Along with economists of the British school, Gunton refuted Darwin's survival of the fittest. He reasoned that natural selection would give way to inferior type of cultivating and breeding. Gunton was of the opinion that scientific selection attributed to creativity superseded natural selection. Unconscious selection did not create the type of horses that scientific selection did. Thus scientific selection could breed out inferior breeds of a particular horse, the variety of sheep we have today is not because they were gladiators same goes for cats and dogs. The seedless fruit or vegetable, the various types of oranges were not a product of laissez faire but of creativity.

==Gunton's Magazine==
Gunton's Magazine, also called The Social Economist, was unapologetically rooted in a specific ideology, it had a mission to disseminate correct ideas. It had the freedom to do this as it required little advertising through means of endowment. Though it was begun as an adjunct to the Institute of Social Economics, it soon became Gunton's primary activity. Though it was primarily a vehicle for Gunton's philosophy, it also included articles on other matters of contemporary interest such as "Women's opportunity for Social Service", "Colored Men as Cotton Manufacturers" ,"Do the Filipinos Desire American Rule?", and "Shall the Ballot be Given to Women?"

Many contributors to the magazine were well known and respected. Carroll D. Wright wrote an article almost every issue during the early years. Edwin R. A. Seligman contributed about half a dozen articles and Theodore Roosevelt wrote "The Need of a Navy" in the January 1898 issue.

==Personal life==
George Gunton was born in Chatteris, Cambridgeshire, England on September 8, 1845. He was the only son of Mathew Gunton, an English agricultural laborer. With no means for formal education, George Gunton still exhibited and avid interest in learning and read widely.

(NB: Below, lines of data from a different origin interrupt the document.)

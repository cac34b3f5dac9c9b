use axum::Json;
use axum::http::StatusCode;
use axum::response::{IntoResponse, Response};
use serde_json::{Value, json};

#[derive(Debug, thiserror::Error)]
pub enum ApiError {
    #[error("{0}")]
    BadRequest(String),
    /// Carries the full body so lookups can echo their query.
    #[error("not found")]
    NotFound(Value),
    #[error("{0}")]
    Upstream(String),
    #[error("{0}")]
    Analysis(String),
    #[error("{0}")]
    Internal(String),
}

impl ApiError {
    pub fn upstream(err: &anyhow::Error) -> Self {
        ApiError::Upstream(format!("{err:#}"))
    }

    pub fn status(&self) -> StatusCode {
        match self {
            ApiError::BadRequest(_) => StatusCode::BAD_REQUEST,
            ApiError::NotFound(_) => StatusCode::NOT_FOUND,
            ApiError::Upstream(_) => StatusCode::BAD_GATEWAY,
            ApiError::Analysis(_) | ApiError::Internal(_) => StatusCode::INTERNAL_SERVER_ERROR,
        }
    }

    pub fn body(&self) -> Value {
        match self {
            ApiError::NotFound(body) => body.clone(),
            ApiError::Analysis(reason) => json!({"status": "ERROR", "reason": reason}),
            other => json!({"error": other.to_string()}),
        }
    }
}

impl IntoResponse for ApiError {
    fn into_response(self) -> Response {
        (self.status(), Json(self.body())).into_response()
    }
}

#[cfg(test)]
mod tests {
    use super::*;

    #[test]
    fn analysis_errors_use_status_shape() {
        let err = ApiError::Analysis("invalid goal line NaN".into());
        assert_eq!(err.status(), StatusCode::INTERNAL_SERVER_ERROR);
        assert_eq!(err.body()["status"], "ERROR");
        assert_eq!(err.body()["reason"], "invalid goal line NaN");
    }

    #[test]
    fn upstream_errors_keep_context_chain() {
        let inner = anyhow::anyhow!("http 500").context("GET /fixtures failed");
        let err = ApiError::upstream(&inner);
        assert_eq!(err.status(), StatusCode::BAD_GATEWAY);
        assert_eq!(err.body()["error"], "GET /fixtures failed: http 500");
    }
}
use std::path::Path;
use std::sync::Mutex;

use anyhow::{Context, Result};
use chrono::Utc;
use rusqlite::{Connection, params};
use serde_json::{Value, json};

use crate::payload::AnalyzeRequest;
use crate::score_matrix::{DEFAULT_MAX_GOALS, ScoreMatrix};

/// The request carried the fields the engine needs to price a pick.
pub fn parameter_integrity(req: &AnalyzeRequest) -> bool {
    req.home.is_some() && req.away.is_some() && req.odds.is_some()
}

pub fn formula_integrity() -> bool {
    let m = ScoreMatrix::dixon_coles(1.3, 1.3, DEFAULT_MAX_GOALS, 0.02);
    let p = m.outcome_probs();
    let sums_to_one = (m.total() - 1.0).abs() < 1e-9;
    let outcomes_to_one = (p.home + p.draw + p.away - 1.0).abs() < 1e-9;
    let symmetric = (p.home - p.away).abs() < 1e-9;
    sums_to_one && outcomes_to_one && symmetric
}

pub fn ev_simulation(prob: f64, odds: Option<f64>) -> f64 {
    match odds {
        Some(o) if prob != 0.0 && o != 0.0 => prob * (o - 1.0) - (1.0 - prob),
        _ => 0.0,
    }
}

/// Persistent log of every analysis result served, in insertion order.
pub struct PickStore {
    conn: Mutex<Connection>,
}

impl PickStore {
    pub fn open(path: &Path) -> Result<Self> {
        if let Some(parent) = path.parent() {
            std::fs::create_dir_all(parent).ok();
        }
        let conn =
            Connection::open(path).with_context(|| format!("open sqlite db {}", path.display()))?;
        Self::with_connection(conn)
    }

    pub fn in_memory() -> Result<Self> {
        let conn = Connection::open_in_memory().context("open in-memory sqlite db")?;
        Self::with_connection(conn)
    }

    fn with_connection(conn: Connection) -> Result<Self> {
        conn.execute_batch(
            r#"
            CREATE TABLE IF NOT EXISTS picks (
                id INTEGER PRIMARY KEY AUTOINCREMENT,
                stored_at TEXT NOT NULL,
                body TEXT NOT NULL
            );
            "#,
        )
        .context("init picks schema")?;
        Ok(Self {
            conn: Mutex::new(conn),
        })
    }

    pub fn store(&self, pick: &Value) -> Result<()> {
        let body = serde_json::to_string(pick).context("serialize pick")?;
        let conn = self.conn.lock().expect("pick store lock poisoned");
        conn.execute(
            "INSERT INTO picks (stored_at, body) VALUES (?1, ?2)",
            params![Utc::now().to_rfc3339(), body],
        )
        .context("insert pick")?;
        Ok(())
    }

    pub fn items(&self) -> Result<Vec<Value>> {
        let conn = self.conn.lock().expect("pick store lock poisoned");
        let mut stmt = conn
            .prepare("SELECT body FROM picks ORDER BY id")
            .context("prepare load picks")?;
        let rows = stmt
            .query_map([], |row| row.get::<_, String>(0))
            .context("query load picks")?;

        let mut out = Vec::new();
        for row in rows {
            let raw = row.context("decode pick row")?;
            // Rows are only written by `store`/`import`, both from valid JSON.
            out.push(serde_json::from_str(&raw).unwrap_or(Value::Null));
        }
        Ok(out)
    }

    pub fn export(&self) -> Result<Value> {
        Ok(json!({ "items": self.items()? }))
    }

    pub fn import(&self, items: &[Value]) -> Result<usize> {
        let mut conn = self.conn.lock().expect("pick store lock poisoned");
        let tx = conn.transaction().context("begin import")?;
        tx.execute("DELETE FROM picks", []).context("clear picks")?;
        let now = Utc::now().to_rfc3339();
        for item in items {
            let body = serde_json::to_string(item).context("serialize pick")?;
            tx.execute(
                "INSERT INTO picks (stored_at, body) VALUES (?1, ?2)",
                params![now, body],
            )
            .context("insert imported pick")?;
        }
        tx.commit().context("commit import")?;
        Ok(items.len())
    }

    pub fn count(&self) -> Result<usize> {
        let conn = self.conn.lock().expect("pick store lock poisoned");
        let n: i64 = conn
            .query_row("SELECT COUNT(*) FROM picks", [], |row| row.get(0))
            .context("count picks")?;
        Ok(n.max(0) as usize)
    }
}
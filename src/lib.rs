pub mod analysis;
pub mod api_football;
pub mod audit;
pub mod client;
pub mod config;
pub mod error;
pub mod fixtures;
pub mod form;
pub mod http_cache;
pub mod http_client;
pub mod markets;
pub mod odds_extract;
pub mod payload;
pub mod render;
pub mod score_matrix;
pub mod server;
pub mod team_names;
pub mod value_mode;
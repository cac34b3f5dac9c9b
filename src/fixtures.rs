use std::collections::HashMap;

use serde_json::Value;
use tracing::warn;

use crate::api_football::FootballSource;
use crate::odds_extract::{bookmaker_blocks, extract_1x2};
use crate::payload::{FixtureItem, MatchItem, MatchOdds, TeamCandidate};

/// Flattens an API-FOOTBALL fixture object. `detailed` adds country and round.
pub fn fixture_item(fx: &Value, detailed: bool) -> FixtureItem {
    let fixture = fx.get("fixture").unwrap_or(&Value::Null);
    let league = fx.get("league").unwrap_or(&Value::Null);
    let teams = fx.get("teams").unwrap_or(&Value::Null);
    let home = teams.get("home").unwrap_or(&Value::Null);
    let away = teams.get("away").unwrap_or(&Value::Null);

    FixtureItem {
        fixture_id: fixture.get("id").and_then(Value::as_u64),
        utc: str_field(fixture, "date"),
        status: fixture.get("status").and_then(|s| str_field(s, "short")),
        league_id: league.get("id").and_then(Value::as_u64),
        league: str_field(league, "name"),
        country: if detailed { str_field(league, "country") } else { None },
        season: league
            .get("season")
            .and_then(Value::as_i64)
            .and_then(|s| i32::try_from(s).ok()),
        round: if detailed { str_field(league, "round") } else { None },
        home_id: home.get("id").and_then(Value::as_u64),
        home: str_field(home, "name"),
        away_id: away.get("id").and_then(Value::as_u64),
        away: str_field(away, "name"),
    }
}

pub fn team_candidate(raw: &Value) -> TeamCandidate {
    let team = raw.get("team").unwrap_or(&Value::Null);
    let venue = raw.get("venue").unwrap_or(&Value::Null);
    TeamCandidate {
        id: team.get("id").and_then(Value::as_u64),
        name: str_field(team, "name"),
        code: str_field(team, "code"),
        country: str_field(team, "country"),
        venue: str_field(venue, "name"),
    }
}

/// Attaches 1X2 prices to each fixture, fetching odds on the given pool.
pub fn fixtures_with_odds(
    source: &dyn FootballSource,
    raw: &[Value],
    pool: Option<&rayon::ThreadPool>,
) -> Vec<MatchItem> {
    use rayon::prelude::*;

    let fixtures: Vec<FixtureItem> = raw.iter().map(|fx| fixture_item(fx, true)).collect();
    let ids: Vec<u64> = fixtures.iter().filter_map(|f| f.fixture_id).collect();

    let lookup = || {
        ids.par_iter()
            .filter_map(|&id| odds_for_fixture(source, id).map(|odds| (id, odds)))
            .collect::<HashMap<u64, MatchOdds>>()
    };
    let mut odds_map = match pool {
        Some(pool) => pool.install(lookup),
        None => lookup(),
    };

    fixtures
        .into_iter()
        .map(|fixture| {
            let odds = fixture.fixture_id.and_then(|id| odds_map.remove(&id));
            MatchItem { fixture, odds }
        })
        .collect()
}

fn odds_for_fixture(source: &dyn FootballSource, fixture_id: u64) -> Option<MatchOdds> {
    let response = match source.odds(fixture_id) {
        Ok(r) => r,
        Err(err) => {
            warn!(fixture_id, error = %format!("{err:#}"), "odds lookup failed");
            return None;
        }
    };
    extract_1x2(&bookmaker_blocks(&response))
}

pub fn build_fetch_pool(threads: usize) -> Option<rayon::ThreadPool> {
    rayon::ThreadPoolBuilder::new()
        .num_threads(threads)
        .thread_name(|i| format!("odds-fetch-{i}"))
        .build()
        .ok()
}

fn str_field(v: &Value, key: &str) -> Option<String> {
    v.get(key).and_then(Value::as_str).map(str::to_string)
}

At age 17, he married Elizabeth Bocock, by whom he had 8 children. In 1874 he left his family in England for America, where he had secured work as a weaver in the cotton mills of Fall River, Massachusetts. He separated from his first wife in 1882, seven years after she and his family had joined him in Fall River. In 1884 he married Mrs. Amelia Whipple, who aided him in becoming established in New York City. Gunton divorced her some time before 1904 and on February 14, 1904, he married Mrs. Rebecca Douglas Lowe. Mrs. Lowe was the president of the General Federation of Women's clubs from 1901 to 1905 and was the widow of a prominent Georgian banker. In 1906 Mrs. Amelia Whipple Gunton sued Gunton to test the legality of their divorce, which she claimed he did not tell her about until some time later. She also sued Mrs. Lowe allegedly alienation the affections of Mr. Gunton. The rulings and findings of the suit were kept private.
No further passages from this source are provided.